Materials and Methods

Materials

Gluconoacetobacter xylinus (ATCC 23770), Pseudomonas aeruginosa (NCIMB 8295), and Staphylococcus aureus (NCIMB 6571) were obtained from the University of Wolverhampton culture collection. Candida auris (NCF 8971) was obtained from the Public Health England Culture Collection, Porton Down, U.K. A stock culture of P. aeruginosa and S. aureus were resuscitated at 37 °C on tryptone soy agar (TSA) (Sigma-Aldrich, U.K.), G. xylinus at 30 °C on mannitol agar, and C. auris at 37 °C on Sabouraud Dextrose Agar (SDA). HS media was prepared following the standard protocol.51 Material for mannitol agar, SDA, and HS media were purchased from Lab M (U.K.). Tryptone soya broth (TSB), disodium phosphate, and citric acid were purchased from Sigma-Aldrich (U.K.). Overnight broth cultures were prepared in appropriate medium using the stock plates.

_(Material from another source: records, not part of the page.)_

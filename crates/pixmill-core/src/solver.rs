//! Size-targeting quality search.
//!
//! Finds the lossy-encoder quality whose output size lands nearest a target
//! byte budget. Assumes encoded size is non-decreasing in quality; standard
//! lossy encoders satisfy this, and the search is not hardened against
//! pathological inputs that violate it. Every probe is a full re-encode, so
//! probe results are cached per quality and the probe count is bounded: two
//! boundary probes, at most [`MAX_BISECTIONS`] bisection steps, and at most
//! 99 downward-scan steps.

use std::collections::HashMap;

use crate::{Codec, CoreError, OutputFormat, PixelBuffer, QualityResult};

/// Iteration cap for the bisection phase.
pub const MAX_BISECTIONS: u32 = 20;

/// A result within 0.5% of the target counts as exact.
pub const TOLERANCE_RATIO: f64 = 0.005;

pub fn find_quality_for_target(
    codec: &dyn Codec,
    buffer: &PixelBuffer,
    format: OutputFormat,
    target_bytes: u64,
) -> Result<QualityResult, CoreError> {
    if !format.is_lossy() {
        return Err(CoreError::Encode(format!(
            "quality search requires a lossy format, not {}",
            format.as_str()
        )));
    }

    let mut probes = ProbeCache::new(codec, buffer, format);
    let min_size = probes.size_at(1)?;
    let max_size = probes.size_at(100)?;

    // Targets outside the achievable range: the nearest boundary quality is
    // the best we can do, and it is never exact.
    if target_bytes >= max_size {
        return Ok(QualityResult {
            quality: 100,
            actual_size: max_size,
            is_exact: false,
        });
    }
    if target_bytes <= min_size {
        return Ok(QualityResult {
            quality: 1,
            actual_size: min_size,
            is_exact: false,
        });
    }

    let mut best = QualityResult {
        quality: 1,
        actual_size: min_size,
        is_exact: false,
    };
    let mut best_diff = min_size.abs_diff(target_bytes);
    if max_size.abs_diff(target_bytes) < best_diff {
        best = QualityResult {
            quality: 100,
            actual_size: max_size,
            is_exact: false,
        };
        best_diff = max_size.abs_diff(target_bytes);
    }

    let mut low = 1u8;
    let mut high = 100u8;
    let mut iterations = 0u32;
    while high - low > 1 && iterations < MAX_BISECTIONS {
        let mid = low + (high - low) / 2;
        let size = probes.size_at(mid)?;
        let diff = size.abs_diff(target_bytes);
        if diff < best_diff {
            best = QualityResult {
                quality: mid,
                actual_size: size,
                is_exact: false,
            };
            best_diff = diff;
        }
        if within_tolerance(diff, target_bytes) {
            return Ok(QualityResult {
                quality: mid,
                actual_size: size,
                is_exact: true,
            });
        }
        if size > target_bytes {
            high = mid;
        } else {
            low = mid;
        }
        iterations += 1;
    }

    // The best probe may still overshoot; walk quality down until the output
    // fits under the budget. Quality 1 is known to fit, so this terminates.
    if best.actual_size > target_bytes {
        let mut quality = best.quality.saturating_sub(1).max(1);
        loop {
            let size = probes.size_at(quality)?;
            if size <= target_bytes {
                return Ok(QualityResult {
                    quality,
                    actual_size: size,
                    is_exact: within_tolerance(size.abs_diff(target_bytes), target_bytes),
                });
            }
            if quality == 1 {
                break;
            }
            quality -= 1;
        }
    }

    best.is_exact = within_tolerance(best_diff, target_bytes);
    Ok(best)
}

fn within_tolerance(diff: u64, target_bytes: u64) -> bool {
    diff as f64 <= target_bytes as f64 * TOLERANCE_RATIO
}

/// Memoized quality -> encoded-size probes over one immutable source buffer.
struct ProbeCache<'a> {
    codec: &'a dyn Codec,
    buffer: &'a PixelBuffer,
    format: OutputFormat,
    sizes: HashMap<u8, u64>,
}

impl<'a> ProbeCache<'a> {
    fn new(codec: &'a dyn Codec, buffer: &'a PixelBuffer, format: OutputFormat) -> Self {
        Self {
            codec,
            buffer,
            format,
            sizes: HashMap::new(),
        }
    }

    fn size_at(&mut self, quality: u8) -> Result<u64, CoreError> {
        if let Some(&size) = self.sizes.get(&quality) {
            return Ok(size);
        }
        let encoded = self.codec.encode(self.buffer, self.format, Some(quality))?;
        let size = encoded.len();
        self.sizes.insert(quality, size);
        Ok(size)
    }
}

U251MG (U251), MSTO and Panc 1 cell lines were purchased from ATCC (U.K.). Defibrinated horse whole blood was purchased from TCS Biosciences Ltd.

Silver nitrate was purchased from Fischer Scientific (U.K.). Hydroxypropyl-β-cyclodextrin (parenteral grade) was kindly provided by Roquette (France). Curcumin and dimethyl sulfoxide (DMSO) (spectrophotometric grade) were purchased from Alfa Aesar (U.K.). Ringer tablets were purchased from Lab M (U.K.). Thiazolyl Blue Tetrazolium Bromide (MTT), sodium bicarbonate, and 2,2-diphenyl-1-picrylhydrazyl (DPPH) were purchased from Sigma-Aldrich (U.K.). Sodium chloride 0.9% (w/v) (normal saline, intravenous infusion) was purchased from Baxter, U.K. Sodium hydroxide was purchased from Acros Organics (U.K.). NaCl (5.8 g/L) and glycine (7.6 g/L) for preparing Sorensen’s glycine buffer were purchased from Sigma-Aldrich, U.K. Trypsin was purchased from Lonza (Belgium). Dulbecco’s Modified Eagle’s Medium (DMEM), fetal bovine serum (FBS), l-glutamine, and antibiotic antimycotic were purchased from Gibco (U.K.).

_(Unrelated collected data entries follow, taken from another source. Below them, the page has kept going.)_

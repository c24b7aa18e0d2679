//! Background removal by color-distance matting.
//!
//! The background color is estimated from the four corner pixels; every pixel
//! closer than `threshold` to that estimate (Euclidean RGB distance) becomes
//! fully transparent, with a linear alpha ramp up to `2 * threshold`. A
//! photographic corner produces a poor estimate; that is an accepted
//! limitation of the heuristic, not something this module tries to detect.

use crate::PixelBuffer;

/// Reference color-distance threshold.
pub const DEFAULT_THRESHOLD: u8 = 50;

/// Produce a fresh buffer with alpha faded out near the estimated background
/// color. Defined for every input; never fails.
pub fn remove_background(source: &PixelBuffer, threshold: u8) -> PixelBuffer {
    let mut data = source.data.clone();
    if data.is_empty() {
        return PixelBuffer {
            width: source.width,
            height: source.height,
            data,
        };
    }

    let background = estimate_background(source);
    let threshold = threshold as f32;
    for px in data.chunks_exact_mut(4) {
        let dr = px[0] as f32 - background[0];
        let dg = px[1] as f32 - background[1];
        let db = px[2] as f32 - background[2];
        let distance = (dr * dr + dg * dg + db * db).sqrt();

        if distance < threshold {
            px[3] = 0;
        } else if distance < threshold * 2.0 {
            let alpha = (distance - threshold) / threshold * 255.0;
            px[3] = alpha.clamp(0.0, 255.0) as u8;
        }
    }

    PixelBuffer {
        width: source.width,
        height: source.height,
        data,
    }
}

/// Arithmetic mean of the corner pixels' RGB. Corner coordinates are deduped
/// so 1-wide or 1-tall images do not double-count overlapping corners.
fn estimate_background(source: &PixelBuffer) -> [f32; 3] {
    let right = source.width.saturating_sub(1);
    let bottom = source.height.saturating_sub(1);
    let mut corners = vec![(0, 0), (right, 0), (0, bottom), (right, bottom)];
    corners.sort_unstable();
    corners.dedup();

    let mut sum = [0f32; 3];
    for &(x, y) in &corners {
        let px = source.pixel(x, y);
        sum[0] += px[0] as f32;
        sum[1] += px[1] as f32;
        sum[2] += px[2] as f32;
    }
    let count = corners.len() as f32;
    [sum[0] / count, sum[1] / count, sum[2] / count]
}

#[cfg(test)]
mod tests {
    use super::*;

    const BG: [u8; 4] = [200, 200, 200, 255];

    fn buffer_with_center(center: [u8; 4]) -> PixelBuffer {
        // 3x3 uniform background with one distinct center pixel.
        let mut data = Vec::new();
        for i in 0..9 {
            if i == 4 {
                data.extend_from_slice(&center);
            } else {
                data.extend_from_slice(&BG);
            }
        }
        PixelBuffer::new(3, 3, data).unwrap()
    }

    #[test]
    fn background_matching_pixels_become_transparent() {
        let out = remove_background(&buffer_with_center(BG), DEFAULT_THRESHOLD);
        for px in out.data().chunks_exact(4) {
            assert_eq!(px[3], 0);
        }
    }

    #[test]
    fn distant_pixels_keep_their_alpha() {
        // Distance 100 from the background mean, i.e. >= 2 * threshold.
        let out = remove_background(&buffer_with_center([100, 200, 200, 255]), DEFAULT_THRESHOLD);
        assert_eq!(out.pixel(1, 1)[3], 255);
        assert_eq!(out.pixel(1, 1)[..3], [100, 200, 200]);
    }

    #[test]
    fn midband_pixel_gets_half_alpha() {
        // Distance exactly 1.5 * threshold: alpha = 0.5 * 255 ~= 127.
        let out = remove_background(&buffer_with_center([125, 200, 200, 255]), DEFAULT_THRESHOLD);
        let alpha = out.pixel(1, 1)[3];
        assert!((126..=128).contains(&alpha), "alpha was {alpha}");
    }

    #[test]
    fn source_buffer_is_not_mutated() {
        let source = buffer_with_center(BG);
        let before = source.clone();
        let _ = remove_background(&source, DEFAULT_THRESHOLD);
        assert_eq!(source, before);
    }

    #[test]
    fn single_pixel_image_uses_one_corner_sample() {
        let source = PixelBuffer::new(1, 1, vec![10, 20, 30, 255]).unwrap();
        let out = remove_background(&source, DEFAULT_THRESHOLD);
        // The lone pixel is its own background estimate: distance 0.
        assert_eq!(out.pixel(0, 0), [10, 20, 30, 0]);
    }

    #[test]
    fn one_row_image_dedupes_corners() {
        // 3x1 row: corners are (0,0) and (2,0); mean is their average, not a
        // four-sample average that would double-count them.
        let source = PixelBuffer::new(3, 1, vec![0, 0, 0, 255, 90, 90, 90, 255, 100, 100, 100, 255]).unwrap();
        let out = remove_background(&source, DEFAULT_THRESHOLD);
        // Mean is (50,50,50); the middle pixel at distance ~69 lands in the ramp band.
        let alpha = out.pixel(1, 0)[3];
        assert!(alpha > 0 && alpha < 255, "alpha was {alpha}");
    }
}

Preparation of CUR:HPβCD Inclusion Complex

Inclusion complex was synthesized by the solvent evaporation method following the protocol previously reported.22 Briefly, CUR solution (0.79 g in 37.5 mL acetone) was added dropwise to the aqueous HPβCD solution (3.0 g in 12.5 mL deionized water) under constant stirring at room temperature for slow and complete evaporation of acetone. The sample was centrifuged, and the aqueous supernatant containing CUR:HPβCD inclusion complex was frozen after filtration and lyophilized.

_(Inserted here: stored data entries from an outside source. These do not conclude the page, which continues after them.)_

use std::time::Instant;

use serde::{Deserialize, Serialize};
use thiserror::Error;

pub mod matte;
pub mod solver;

pub use solver::find_quality_for_target;

/// Decoded RGBA pixel grid: row-major, top-left origin, four bytes per pixel.
#[derive(Debug, Clone, PartialEq, Eq)]
pub struct PixelBuffer {
    width: u32,
    height: u32,
    data: Vec<u8>,
}

impl PixelBuffer {
    pub fn new(width: u32, height: u32, data: Vec<u8>) -> Result<Self, CoreError> {
        let expected = (width as usize) * (height as usize) * 4;
        if data.len() != expected {
            return Err(CoreError::BufferShape {
                expected,
                actual: data.len(),
            });
        }
        Ok(Self { width, height, data })
    }

    /// Buffer filled with a single RGBA value.
    pub fn filled(width: u32, height: u32, rgba: [u8; 4]) -> Self {
        let pixels = (width as usize) * (height as usize);
        let mut data = Vec::with_capacity(pixels * 4);
        for _ in 0..pixels {
            data.extend_from_slice(&rgba);
        }
        Self { width, height, data }
    }

    pub fn width(&self) -> u32 {
        self.width
    }

    pub fn height(&self) -> u32 {
        self.height
    }

    pub fn data(&self) -> &[u8] {
        &self.data
    }

    pub fn into_data(self) -> Vec<u8> {
        self.data
    }

    pub fn pixel(&self, x: u32, y: u32) -> [u8; 4] {
        let idx = ((y as usize) * (self.width as usize) + (x as usize)) * 4;
        [
            self.data[idx],
            self.data[idx + 1],
            self.data[idx + 2],
            self.data[idx + 3],
        ]
    }
}

#[derive(Debug, Clone, Copy, PartialEq, Eq, Serialize, Deserialize)]
#[serde(rename_all = "kebab-case")]
pub enum OutputFormat {
    Png,
    Jpeg,
    Webp,
}

impl OutputFormat {
    pub fn parse(value: &str) -> Result<Self, CoreError> {
        match value.to_ascii_lowercase().as_str() {
            "png" => Ok(Self::Png),
            "jpeg" | "jpg" => Ok(Self::Jpeg),
            "webp" => Ok(Self::Webp),
            other => Err(CoreError::UnknownFormat(other.to_string())),
        }
    }

    pub fn as_str(&self) -> &'static str {
        match self {
            Self::Png => "png",
            Self::Jpeg => "jpeg",
            Self::Webp => "webp",
        }
    }

    /// File extension by convention (`jpeg` downloads as `.jpg`).
    pub fn extension(&self) -> &'static str {
        match self {
            Self::Png => "png",
            Self::Jpeg => "jpg",
            Self::Webp => "webp",
        }
    }

    pub fn mime(&self) -> &'static str {
        match self {
            Self::Png => "image/png",
            Self::Jpeg => "image/jpeg",
            Self::Webp => "image/webp",
        }
    }

    /// PNG is lossless; quality only means something for the other two.
    pub fn is_lossy(&self) -> bool {
        !matches!(self, Self::Png)
    }
}

/// Encoded output bytes plus the format tag they were produced with.
#[derive(Debug, Clone)]
pub struct EncodedImage {
    pub bytes: Vec<u8>,
    pub format: OutputFormat,
    /// Quality the encoder actually used; `None` for lossless output.
    pub quality: Option<u8>,
}

impl EncodedImage {
    pub fn len(&self) -> u64 {
        self.bytes.len() as u64
    }

    pub fn is_empty(&self) -> bool {
        self.bytes.is_empty()
    }
}

/// Outcome of the size-targeting quality search.
#[derive(Debug, Clone, Copy, PartialEq, Eq, Serialize, Deserialize)]
#[serde(rename_all = "camelCase")]
pub struct QualityResult {
    pub quality: u8,
    pub actual_size: u64,
    pub is_exact: bool,
}

#[derive(Debug, Error)]
pub enum CoreError {
    #[error("failed to decode image: {0}")]
    Decode(String),
    #[error("failed to encode image: {0}")]
    Encode(String),
    #[error("resize target must be at least 1x1 (got {width}x{height})")]
    InvalidDimension { width: u32, height: u32 },
    #[error("pixel buffer length {actual} does not match expected {expected}")]
    BufferShape { expected: usize, actual: usize },
    #[error("unknown output format '{0}'; expected one of: png, jpeg, webp")]
    UnknownFormat(String),
}

#[derive(Debug, Clone, Copy, PartialEq, Eq, Serialize, Deserialize)]
#[serde(rename_all = "kebab-case")]
pub enum ErrorCode {
    DecodeError,
    EncodeError,
    InvalidDimension,
    BufferShape,
    UnknownFormat,
}

#[derive(Debug, Clone, Serialize, Deserialize)]
#[serde(rename_all = "camelCase")]
pub struct ErrorInfo {
    pub code: ErrorCode,
    pub message: String,
}

impl CoreError {
    pub fn as_error_info(&self) -> ErrorInfo {
        let code = match self {
            Self::Decode(_) => ErrorCode::DecodeError,
            Self::Encode(_) => ErrorCode::EncodeError,
            Self::InvalidDimension { .. } => ErrorCode::InvalidDimension,
            Self::BufferShape { .. } => ErrorCode::BufferShape,
            Self::UnknownFormat(_) => ErrorCode::UnknownFormat,
        };
        ErrorInfo {
            code,
            message: self.to_string(),
        }
    }
}

/// Decode, encode, and host-interpolation resize. Implemented by the
/// platform-backed codec crate; the core only orchestrates through it.
pub trait Codec: Send + Sync {
    fn decode(&self, bytes: &[u8]) -> Result<PixelBuffer, CoreError>;
    fn encode(
        &self,
        buffer: &PixelBuffer,
        format: OutputFormat,
        quality: Option<u8>,
    ) -> Result<EncodedImage, CoreError>;
    fn resize(
        &self,
        buffer: &PixelBuffer,
        width: u32,
        height: u32,
    ) -> Result<PixelBuffer, CoreError>;
}

#[derive(Debug, Clone, Serialize, Deserialize)]
pub enum TelemetryEventType {
    ProcessStart,
    ProcessSuccess,
    ProcessError,
}

#[derive(Debug, Clone, Copy, PartialEq, Eq, Serialize, Deserialize)]
#[serde(rename_all = "kebab-case")]
pub enum Surface {
    Cli,
    Library,
}

#[derive(Debug, Clone, Serialize, Deserialize)]
pub struct TelemetryEvent {
    pub event_type: TelemetryEventType,
    pub operation: String,
    pub surface: Surface,
    pub duration_ms: Option<u64>,
    pub detail: Option<String>,
}

pub trait TelemetrySink: Send + Sync {
    fn emit(&self, event: TelemetryEvent);
}

/// One user-requested pixel transform.
#[derive(Debug, Clone, Serialize, Deserialize)]
#[serde(rename_all = "kebab-case")]
pub enum Transform {
    RemoveBackground {
        threshold: u8,
    },
    Resize {
        width: u32,
        height: u32,
        format: OutputFormat,
        quality: Option<u8>,
    },
    Convert {
        format: OutputFormat,
        quality: Option<u8>,
    },
    CompressToSize {
        target_bytes: u64,
        format: OutputFormat,
    },
}

impl Transform {
    pub fn label(&self) -> &'static str {
        match self {
            Self::RemoveBackground { .. } => "remove-bg",
            Self::Resize { .. } => "resize",
            Self::Convert { .. } => "convert",
            Self::CompressToSize { .. } => "compress",
        }
    }
}

#[derive(Debug, Clone, Serialize, Deserialize)]
#[serde(rename_all = "camelCase")]
pub struct ProcessRequest {
    pub source_bytes: Vec<u8>,
    pub transform: Transform,
}

#[derive(Debug, Clone)]
pub struct ProcessResult {
    pub image: EncodedImage,
    pub width: u32,
    pub height: u32,
    /// Present only for size-targeted compression.
    pub quality: Option<QualityResult>,
}

/// Run one transform as a sequential decode -> transform -> encode pipeline.
/// Every operation works on a fresh buffer; the request is never mutated.
pub fn process(codec: &dyn Codec, request: &ProcessRequest) -> Result<ProcessResult, CoreError> {
    let source = codec.decode(&request.source_bytes)?;
    match request.transform {
        Transform::RemoveBackground { threshold } => {
            let matted = matte::remove_background(&source, threshold);
            // Alpha transparency requires a lossless format with alpha support,
            // so the matte result is always encoded as PNG.
            let image = codec.encode(&matted, OutputFormat::Png, None)?;
            Ok(ProcessResult {
                width: matted.width(),
                height: matted.height(),
                image,
                quality: None,
            })
        }
        Transform::Resize {
            width,
            height,
            format,
            quality,
        } => {
            let resized = codec.resize(&source, width, height)?;
            let image = codec.encode(&resized, format, quality)?;
            Ok(ProcessResult {
                width: resized.width(),
                height: resized.height(),
                image,
                quality: None,
            })
        }
        Transform::Convert { format, quality } => {
            let image = codec.encode(&source, format, quality)?;
            Ok(ProcessResult {
                width: source.width(),
                height: source.height(),
                image,
                quality: None,
            })
        }
        Transform::CompressToSize {
            target_bytes,
            format,
        } => {
            let found = solver::find_quality_for_target(codec, &source, format, target_bytes)?;
            let image = codec.encode(&source, format, Some(found.quality))?;
            Ok(ProcessResult {
                width: source.width(),
                height: source.height(),
                image,
                quality: Some(found),
            })
        }
    }
}

pub fn process_with_telemetry(
    codec: &dyn Codec,
    request: &ProcessRequest,
    surface: Surface,
    telemetry: Option<&dyn TelemetrySink>,
) -> Result<ProcessResult, CoreError> {
    let start = Instant::now();
    if let Some(sink) = telemetry {
        sink.emit(TelemetryEvent {
            event_type: TelemetryEventType::ProcessStart,
            operation: request.transform.label().to_string(),
            surface,
            duration_ms: None,
            detail: None,
        });
    }
    match process(codec, request) {
        Ok(result) => {
            if let Some(sink) = telemetry {
                let detail = match result.quality {
                    Some(found) => format!(
                        "format={},size={},quality={},exact={}",
                        result.image.format.as_str(),
                        result.image.len(),
                        found.quality,
                        found.is_exact
                    ),
                    None => format!(
                        "format={},size={}",
                        result.image.format.as_str(),
                        result.image.len()
                    ),
                };
                sink.emit(TelemetryEvent {
                    event_type: TelemetryEventType::ProcessSuccess,
                    operation: request.transform.label().to_string(),
                    surface,
                    duration_ms: Some(start.elapsed().as_millis() as u64),
                    detail: Some(detail),
                });
            }
            Ok(result)
        }
        Err(err) => {
            if let Some(sink) = telemetry {
                sink.emit(TelemetryEvent {
                    event_type: TelemetryEventType::ProcessError,
                    operation: request.transform.label().to_string(),
                    surface,
                    duration_ms: Some(start.elapsed().as_millis() as u64),
                    detail: Some(err.to_string()),
                });
            }
            Err(err)
        }
    }
}


#[cfg(test)]
mod tests {
    use super::stub::StubCodec;
    use super::*;
    use std::sync::Mutex;

    #[test]
    fn buffer_shape_is_enforced() {
        let err = PixelBuffer::new(2, 2, vec![0u8; 15]).unwrap_err();
        assert!(matches!(
            err,
            CoreError::BufferShape {
                expected: 16,
                actual: 15
            }
        ));
        assert!(PixelBuffer::new(2, 2, vec![0u8; 16]).is_ok());
    }

    #[test]
    fn format_parsing_accepts_jpg_alias() {
        assert_eq!(OutputFormat::parse("JPG").unwrap(), OutputFormat::Jpeg);
        assert_eq!(OutputFormat::parse("jpeg").unwrap(), OutputFormat::Jpeg);
        assert_eq!(OutputFormat::parse("png").unwrap(), OutputFormat::Png);
        assert_eq!(OutputFormat::parse("WebP").unwrap(), OutputFormat::Webp);
        assert!(OutputFormat::parse("gif").is_err());
    }

    #[test]
    fn jpeg_extension_is_jpg() {
        assert_eq!(OutputFormat::Jpeg.extension(), "jpg");
        assert_eq!(OutputFormat::Png.extension(), "png");
    }

    #[test]
    fn remove_background_always_encodes_png() {
        let codec = StubCodec::new(1_000, 100);
        let request = ProcessRequest {
            source_bytes: vec![1, 2, 3],
            transform: Transform::RemoveBackground {
                threshold: matte::DEFAULT_THRESHOLD,
            },
        };
        let result = process(&codec, &request).expect("matte pipeline should succeed");
        assert_eq!(result.image.format, OutputFormat::Png);
        assert_eq!(result.image.quality, None);
    }

    #[test]
    fn resize_pipeline_reports_target_dimensions() {
        let codec = StubCodec::new(1_000, 100);
        let request = ProcessRequest {
            source_bytes: vec![1],
            transform: Transform::Resize {
                width: 3,
                height: 5,
                format: OutputFormat::Png,
                quality: None,
            },
        };
        let result = process(&codec, &request).expect("resize pipeline should succeed");
        assert_eq!((result.width, result.height), (3, 5));
    }

    #[test]
    fn compress_pipeline_carries_quality_result() {
        let codec = StubCodec::new(1_000, 100);
        let request = ProcessRequest {
            source_bytes: vec![1],
            transform: Transform::CompressToSize {
                target_bytes: 6_000,
                format: OutputFormat::Jpeg,
            },
        };
        let result = process(&codec, &request).expect("compress pipeline should succeed");
        let found = result.quality.expect("compress result includes quality");
        assert_eq!(found.quality, 50);
        assert!(found.is_exact);
        assert_eq!(result.image.format, OutputFormat::Jpeg);
    }

    #[test]
    fn decode_failure_is_terminal_and_reported() {
        struct CollectingSink(Mutex<Vec<TelemetryEvent>>);
        impl TelemetrySink for CollectingSink {
            fn emit(&self, event: TelemetryEvent) {
                self.0.lock().unwrap().push(event);
            }
        }

        let codec = StubCodec::new(1_000, 100);
        let sink = CollectingSink(Mutex::new(Vec::new()));
        let request = ProcessRequest {
            source_bytes: Vec::new(),
            transform: Transform::Convert {
                format: OutputFormat::Png,
                quality: None,
            },
        };
        let err = process_with_telemetry(&codec, &request, Surface::Cli, Some(&sink)).unwrap_err();
        assert!(matches!(err, CoreError::Decode(_)));
        let events = sink.0.lock().unwrap();
        assert_eq!(events.len(), 2);
        assert!(matches!(events[0].event_type, TelemetryEventType::ProcessStart));
        assert!(matches!(events[1].event_type, TelemetryEventType::ProcessError));
    }
}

Preparation and Characterization of cAgNP

Preparation of cAgNP Using CUR:HPβCD

A novel green chemistry approach was developed for cAgNP synthesis by reducing silver nitrate (AgNO3) with an aqueous solution of CUR:HPβCD. CUR:HPβCD (0.19 g) solution was prepared by dissolving in deionized water (18 mL). CUR:HPβCD aqueous solution was added dropwise with constant stirring to 1 mM AgNO3 aqueous solution (42 mL) under the boiling condition in conical flasks. The mixed solutions were boiled for 3 h for reduction of Ag ions followed by cooling at room temperature for 30 min. The flask was covered with aluminum foil to maintain dark conditions throughout the reduction process to avoid any photochemical reactions.

Characterization of cAgNP

Dynamic Light Scattering (DLS) and Zeta Potential

DLS measurements were performed on a Malvern Zetasizer (nano ZS) at the University of Birmingham. Five consecutive measurements were carried out at 25 °C with samples equilibrated for 2 min before the measurements were started. The results were averaged to calculate the mean size. The same instrument was used to obtain the Zeta Potential values. The same samples were used for size measurements and equilibrated for 2 min before measurements were started. The results were obtained at 25 °C. Five consecutive measurements were taken and averaged to calculate the zeta potential.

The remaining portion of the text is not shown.